Task item
Where the records below reach the line containing "let grid = GridDimensions::new(10, 4);", start transcribing, and end with the line containing "let stages = render_stages_text(&session);", exactly and with nothing else added.

Segment Start: Supplied material

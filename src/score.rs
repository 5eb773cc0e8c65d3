//! Score computation primitives.
//!
//! Four pure contracts: a per-feature Z-score, the mean-of-absolute-values
//! combination law used at every aggregation level above the leaf, and the
//! two range variants (boolean pass/fail and signed distance). Determinism
//! and referential transparency here are what make test reports
//! reproducible.

use serde::{Deserialize, Serialize};
use thiserror::Error;

use crate::quantity::{Quantity, Unit};

/// What a score value represents.
#[derive(Debug, Clone, Copy, PartialEq, Eq, Serialize, Deserialize)]
#[serde(rename_all = "snake_case")]
pub enum ScoreKind {
    /// Signed per-feature Z-score.
    ZScore,
    /// Mean of absolute Z-scores across a feature set.
    CombinedZScore,
    /// Boolean range membership (1.0 = pass, 0.0 = fail).
    RangeCheck,
    /// Distance to the nearer bound, 0.0 inside the range.
    RangeScore,
}

/// One computed score plus its kind tag.
#[derive(Debug, Clone, Copy, PartialEq, Serialize, Deserialize)]
pub struct ScoreValue {
    pub score: f64,
    pub kind: ScoreKind,
}

impl ScoreValue {
    pub fn zscore(score: f64) -> Self {
        Self {
            score,
            kind: ScoreKind::ZScore,
        }
    }
}

/// Errors from the score engine.
#[derive(Debug, Error)]
pub enum ScoreError {
    /// Operands carry different units; the caller must normalize first.
    #[error("dimension mismatch: observed in {observed:?}, predicted in {predicted:?}")]
    Dimension { observed: Unit, predicted: Unit },

    /// A true zero std reached the engine. The normalizer floors zero stds,
    /// so this is an upstream invariant violation, not a user input error.
    #[error("zero standard deviation reached the score engine")]
    DivisionByZero,

    /// `combine` over an empty sequence; the mean is undefined.
    #[error("cannot combine an empty sequence of scores")]
    EmptyInput,
}

/// Signed Z-score of a predicted value against an observed mean/std.
///
/// Both operands must carry the same unit; the engine does not convert.
pub fn zscore(mean: Quantity, std: Quantity, value: Quantity) -> Result<f64, ScoreError> {
    if mean.unit != value.unit || std.unit != value.unit {
        return Err(ScoreError::Dimension {
            observed: mean.unit,
            predicted: value.unit,
        });
    }
    if std.number == 0.0 {
        return Err(ScoreError::DivisionByZero);
    }
    Ok((value.number - mean.number) / std.number)
}

/// Mean of absolute values: the single combination law for score sets.
pub fn combine(scores: &[f64]) -> Result<f64, ScoreError> {
    if scores.is_empty() {
        return Err(ScoreError::EmptyInput);
    }
    Ok(scores.iter().map(|s| s.abs()).sum::<f64>() / scores.len() as f64)
}

/// Inclusive range membership check.
pub fn range_check(min: Quantity, max: Quantity, value: Quantity) -> Result<bool, ScoreError> {
    check_bounds_units(min, max, value)?;
    Ok(value.number >= min.number && value.number <= max.number)
}

/// Distance to the nearer bound; 0.0 when the value lies inside the range.
///
/// Non-negative by construction since exactly one branch applies.
pub fn range_score(min: Quantity, max: Quantity, value: Quantity) -> Result<f64, ScoreError> {
    check_bounds_units(min, max, value)?;
    if value.number < min.number {
        Ok(min.number - value.number)
    } else if value.number > max.number {
        Ok(value.number - max.number)
    } else {
        Ok(0.0)
    }
}

fn check_bounds_units(min: Quantity, max: Quantity, value: Quantity) -> Result<(), ScoreError> {
    if min.unit != value.unit || max.unit != value.unit {
        return Err(ScoreError::Dimension {
            observed: min.unit,
            predicted: value.unit,
        });
    }
    Ok(())
}

#[cfg(test)]
mod tests {
    use super::*;
    use crate::quantity::Unit;

    fn um(n: f64) -> Quantity {
        Quantity::new(n, Unit::Um)
    }

    #[test]
    fn zscore_sign_and_magnitude() {
        assert_eq!(zscore(um(10.0), um(2.0), um(14.0)).unwrap(), 2.0);
        assert_eq!(zscore(um(10.0), um(2.0), um(6.0)).unwrap(), -2.0);
    }

    #[test]
    fn zscore_rejects_mixed_units() {
        let err = zscore(um(10.0), um(2.0), Quantity::new(14.0, Unit::Mm)).unwrap_err();
        assert!(matches!(err, ScoreError::Dimension { .. }));
    }

    #[test]
    fn zscore_rejects_true_zero_std() {
        let err = zscore(um(10.0), um(0.0), um(14.0)).unwrap_err();
        assert!(matches!(err, ScoreError::DivisionByZero));
    }

    #[test]
    fn combine_is_mean_of_absolute_values() {
        assert_eq!(combine(&[2.0]).unwrap(), 2.0);
        assert_eq!(combine(&[-2.0]).unwrap(), 2.0);
        assert_eq!(combine(&[2.0, -2.0]).unwrap(), 2.0);
        assert_eq!(combine(&[1.0, -3.0]).unwrap(), 2.0);
    }

    #[test]
    fn combine_rejects_empty_input() {
        assert!(matches!(combine(&[]).unwrap_err(), ScoreError::EmptyInput));
    }

    #[test]
    fn range_check_bounds_are_inclusive() {
        assert!(range_check(um(5.0), um(10.0), um(5.0)).unwrap());
        assert!(range_check(um(5.0), um(10.0), um(10.0)).unwrap());
        assert!(!range_check(um(5.0), um(10.0), um(10.0001)).unwrap());
    }

    #[test]
    fn range_score_is_distance_to_nearer_bound() {
        assert_eq!(range_score(um(5.0), um(10.0), um(12.0)).unwrap(), 2.0);
        assert_eq!(range_score(um(5.0), um(10.0), um(3.0)).unwrap(), 2.0);
        assert_eq!(range_score(um(5.0), um(10.0), um(7.0)).unwrap(), 0.0);
    }
}
//! Persisted editor settings: where the game lives, which `select.def` was
//! last edited and whether saves make a backup.

use std::env;
use std::fs;
use std::path::{Path, PathBuf};

use serde::{Deserialize, Serialize};

use crate::core_api::{CoreError, CoreErrorCode};

pub const CONFIG_FILE_NAME: &str = "selectdef.toml";
const CONFIG_DIR_NAME: &str = "selectdef";

#[derive(Debug, Clone, Default, PartialEq, Eq, Serialize, Deserialize)]
#[serde(default)]
pub struct AppConfig {
    pub paths: PathsConfig,
    pub options: OptionsConfig,
}

#[derive(Debug, Clone, Default, PartialEq, Eq, Serialize, Deserialize)]
#[serde(default)]
pub struct PathsConfig {
    #[serde(skip_serializing_if = "Option::is_none")]
    pub root: Option<PathBuf>,
    #[serde(skip_serializing_if = "Option::is_none")]
    pub select_def: Option<PathBuf>,
}

#[derive(Debug, Clone, PartialEq, Eq, Serialize, Deserialize)]
#[serde(default)]
pub struct OptionsConfig {
    pub backup: bool,
    /// Store the config next to the working directory instead of the
    /// per-user config directory.
    pub use_local: bool,
}

impl Default for OptionsConfig {
    fn default() -> Self {
        Self {
            backup: true,
            use_local: true,
        }
    }
}

impl AppConfig {
    /// Configured root, if it still exists.
    pub fn existing_root(&self) -> Option<&Path> {
        self.paths.root.as_deref().filter(|p| p.exists())
    }

    /// Configured `select.def`, if it still exists.
    pub fn existing_select_def(&self) -> Option<&Path> {
        self.paths.select_def.as_deref().filter(|p| p.exists())
    }
}

/// Local file first, then the global one.
#[derive(Debug, Clone, PartialEq, Eq)]
pub struct ConfigStore {
    local_path: PathBuf,
    global_path: Option<PathBuf>,
}

impl ConfigStore {
    pub fn new(local_path: impl Into<PathBuf>, global_path: Option<PathBuf>) -> Self {
        Self {
            local_path: local_path.into(),
            global_path,
        }
    }

    /// `./selectdef.toml` and `<config dir>/selectdef/selectdef.toml`.
    pub fn discover() -> Self {
        let cwd = env::current_dir().unwrap_or_else(|_| PathBuf::from("."));
        let global = dirs::config_dir().map(|dir| dir.join(CONFIG_DIR_NAME).join(CONFIG_FILE_NAME));
        Self::new(cwd.join(CONFIG_FILE_NAME), global)
    }

    pub fn local_path(&self) -> &Path {
        &self.local_path
    }

    pub fn global_path(&self) -> Option<&Path> {
        self.global_path.as_deref()
    }

    pub fn load(&self) -> Result<AppConfig, CoreError> {
        let candidates = std::iter::once(self.local_path.as_path()).chain(self.global_path());
        for path in candidates {
            if path.is_file() {
                tracing::debug!(path = %path.display(), "loading config");
                return read_config(path);
            }
        }
        Ok(AppConfig::default())
    }

    /// Writes to the local or global file per `options.use_local`; switching
    /// to global removes a stale local file.
    pub fn save(&self, config: &AppConfig) -> Result<PathBuf, CoreError> {
        let target = if config.options.use_local {
            self.local_path.clone()
        } else {
            let global = self.global_path.clone().ok_or_else(|| {
                CoreError::new(
                    CoreErrorCode::Config,
                    "no per-user config directory on this platform",
                )
            })?;
            if self.local_path.is_file()
                && let Err(e) = fs::remove_file(&self.local_path)
            {
                tracing::warn!(path = %self.local_path.display(), error = %e, "could not remove local config");
            }
            global
        };

        if let Some(parent) = target.parent() {
            fs::create_dir_all(parent).map_err(|e| {
                CoreError::new(
                    CoreErrorCode::Io,
                    format!("failed to create {}: {e}", parent.display()),
                )
            })?;
        }
        let text = toml::to_string_pretty(config).map_err(|e| {
            CoreError::new(CoreErrorCode::Config, format!("failed to encode config: {e}"))
        })?;
        fs::write(&target, text).map_err(|e| {
            CoreError::new(
                CoreErrorCode::Io,
                format!("failed to write {}: {e}", target.display()),
            )
        })?;
        Ok(target)
    }
}

fn read_config(path: &Path) -> Result<AppConfig, CoreError> {
    let text = fs::read_to_string(path).map_err(|e| {
        CoreError::new(
            CoreErrorCode::Io,
            format!("failed to read {}: {e}", path.display()),
        )
    })?;
    toml::from_str(&text).map_err(|e| {
        CoreError::new(
            CoreErrorCode::Config,
            format!("failed to parse {}: {e}", path.display()),
        )
    })
}

#[cfg(test)]
mod tests {
    use super::*;

    #[test]
    fn missing_files_give_defaults() {
        let dir = tempfile::tempdir().expect("tempdir");
        let store = ConfigStore::new(dir.path().join("local.toml"), Some(dir.path().join("g/global.toml")));
        let config = store.load().expect("load");
        assert!(config.options.backup);
        assert!(config.options.use_local);
        assert_eq!(config.paths.root, None);
    }

    #[test]
    fn local_file_wins_over_global() {
        let dir = tempfile::tempdir().expect("tempdir");
        let local = dir.path().join("local.toml");
        let global = dir.path().join("global.toml");
        fs::write(&local, "[options]\nbackup = false\n").expect("write local");
        fs::write(&global, "[options]\nbackup = true\nuse_local = false\n").expect("write global");

        let config = ConfigStore::new(&local, Some(global)).load().expect("load");
        assert!(!config.options.backup);
        assert!(config.options.use_local);
    }

    #[test]
    fn save_round_trips_and_moves_to_global() {
        let dir = tempfile::tempdir().expect("tempdir");
        let local = dir.path().join("local.toml");
        let global = dir.path().join("nested").join("global.toml");
        let store = ConfigStore::new(&local, Some(global.clone()));

        let mut config = AppConfig::default();
        config.paths.root = Some(PathBuf::from("/games/mugen"));
        assert_eq!(store.save(&config).expect("save local"), local);
        assert_eq!(store.load().expect("reload"), config);

        config.options.use_local = false;
        assert_eq!(store.save(&config).expect("save global"), global);
        assert!(!local.exists());
        assert_eq!(store.load().expect("reload global"), config);
    }

    #[test]
    fn malformed_config_is_a_config_error() {
        let dir = tempfile::tempdir().expect("tempdir");
        let local = dir.path().join("local.toml");
        fs::write(&local, "[options\nbackup = ").expect("write");
        let err = ConfigStore::new(&local, None).load().expect_err("should fail");
        assert_eq!(err.code, CoreErrorCode::Config);
    }
}
use std::path::PathBuf;

use selectdef_core::core_api::{Engine, Session};
use selectdef_core::grid::GridDimensions;
use selectdef_core::scan::StageFile;
use selectdef_render::{
    JsonStyle, render_document_json, render_document_text, render_grid_text, render_scan_json,
    render_slot_json, render_slot_text, render_stages_text,
};

fn workspace_root() -> PathBuf {
    PathBuf::from(env!("CARGO_MANIFEST_DIR")).join("../..")
}

fn fixture_session() -> Session {
    Engine::new()
        .open_path(workspace_root().join("tests/fixtures/select.def"))
        .expect("fixture should open")
}

fn keys(value: &serde_json::Value) -> Vec<&str> {
    value
        .as_object()
        .expect("json should be an object")
        .keys()
        .map(String::as_str)
        .collect()
}

#[test]
fn document_json_uses_canonical_top_level_order() {
    let session = fixture_session();
    let value = render_document_json(&session, GridDimensions::new(2, 4), JsonStyle::CanonicalV1);
    assert_eq!(
        keys(&value),
        vec![
            "path",
            "line_ending",
            "grid",
            "summary",
            "slots",
            "stages",
            "diagnostics",
        ]
    );
    assert_eq!(value["line_ending"], "lf");
    assert_eq!(value["summary"]["slots"], 6);
    assert_eq!(value["slots"][5]["row"], 1);
    assert_eq!(value["slots"][5]["col"], 1);
    assert_eq!(value["slots"][4]["kind"], "group");
    assert_eq!(value["slots"][4]["members"][1]["previous"], "x");
    assert_eq!(value["slots"][1]["params"]["fields"]["music"], "sound/ryu.mp3");
    assert_eq!(value["stages"][1]["path"], "stages/training.def");
}

#[test]
fn slot_json_for_single_keeps_raw_params() {
    let session = fixture_session();
    let value = render_slot_json(&session, GridDimensions::default(), 0, JsonStyle::CanonicalV1)
        .expect("slot 0 exists");
    assert_eq!(
        keys(&value),
        vec!["index", "row", "col", "kind", "character", "raw_params", "params"]
    );
    assert_eq!(value["raw_params"], "stages/kfm.def, order=1");
    assert!(render_slot_json(&session, GridDimensions::default(), 60, JsonStyle::CanonicalV1).is_none());
}

#[test]
fn grid_text_shows_cells_and_overflow() {
    let session = fixture_session();
    let rendered = render_grid_text(&session, GridDimensions::new(1, 4));
    let lines: Vec<&str> = rendered.lines().collect();
    assert_eq!(lines[0], "    0            1            2            3");
    assert_eq!(
        lines[1],
        "0   kfm          ryu          Random       Empty"
    );
    assert_eq!(lines[2], "2 slot(s) beyond the 1x4 grid");
}

#[test]
fn grid_text_clamps_oversized_dimensions() {
    let session = fixture_session();
    let rendered = render_grid_text(&session, GridDimensions::new(usize::MAX, usize::MAX));
    assert_eq!(rendered.lines().count(), 257);
    assert!(rendered.lines().nth(1).expect("first row").starts_with("0   kfm"));
}

#[test]
fn grid_text_pads_unoccupied_cells() {
    let session = fixture_session();
    let rendered = render_grid_text(&session, GridDimensions::new(2, 4));
    assert!(rendered.contains("ken[2]"));
    assert!(rendered.lines().nth(2).expect("second row").ends_with("Empty"));
    assert!(!rendered.contains("beyond"));
}

#[test]
fn slot_text_lists_group_members_and_single_params() {
    let session = fixture_session();
    let grid = GridDimensions::new(10, 4);

    let group = render_slot_text(&session, grid, 4).expect("group slot");
    assert!(group.starts_with("Slot 4 (row 1, col 0): group\n"));
    assert!(group.contains("   0. ken, next=a\n"));
    assert!(group.contains("   1. sagat, previous=x, select=/s+a\n"));

    let single = render_slot_text(&session, grid, 1).expect("single slot");
    assert!(single.contains("Character: ryu\n"));
    assert!(single.contains("Stages: stages/ryu.def\n"));
    assert!(single.contains("  order = 2\n"));
}

#[test]
fn stages_and_document_text_sections() {
    let session = fixture_session();
    let stages = render_stages_text(&session);
    assert!(stages.contains("   1  stages/training.def, music=sound/train.mp3"));

    let document = render_document_text(&session, GridDimensions::default());
    assert!(document.contains("Slots: 6 (3 characters, 1 groups, 1 random, 1 empty)"));
    assert!(document.contains("Grid: 10 rows x 10 columns (100 cells)"));
    assert!(document.contains(" ::: Extra Stages :::"));
    assert!(!document.contains("Warnings"));
}

#[test]
fn document_text_lists_diagnostics() {
    let session = Engine::new().open_bytes("[ExtraStages]\nstages/a.def\n[Characters]\nkfm\n");
    let document = render_document_text(&session, GridDimensions::default());
    assert!(document.contains(" ::: Warnings :::"));
    assert!(document.contains("line 1: [ExtraStages] appears before [Characters]"));
}

#[test]
fn scan_json_orders_characters_then_stages() {
    let characters = vec!["kfm".to_string()];
    let stages = vec![StageFile {
        path: "stages/kfm.def".to_string(),
        name: "kfm".to_string(),
    }];
    let value = render_scan_json(&characters, &stages, JsonStyle::CanonicalV1);
    assert_eq!(keys(&value), vec!["characters", "stages"]);
    assert_eq!(value["stages"][0]["path"], "stages/kfm.def");
}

Segment End: Supplied material

Answer to this problem
    let grid = GridDimensions::new(10, 4);

    let group = render_slot_text(&session, grid, 4).expect("group slot");
    assert!(group.starts_with("Slot 4 (row 1, col 0): group\n"));
    assert!(group.contains("   0. ken, next=a\n"));
    assert!(group.contains("   1. sagat, previous=x, select=/s+a\n"));

    let single = render_slot_text(&session, grid, 1).expect("single slot");
    assert!(single.contains("Character: ryu\n"));
    assert!(single.contains("Stages: stages/ryu.def\n"));
    assert!(single.contains("  order = 2\n"));
}

#[test]
fn stages_and_document_text_sections() {
    let session = fixture_session();
    let stages = render_stages_text(&session);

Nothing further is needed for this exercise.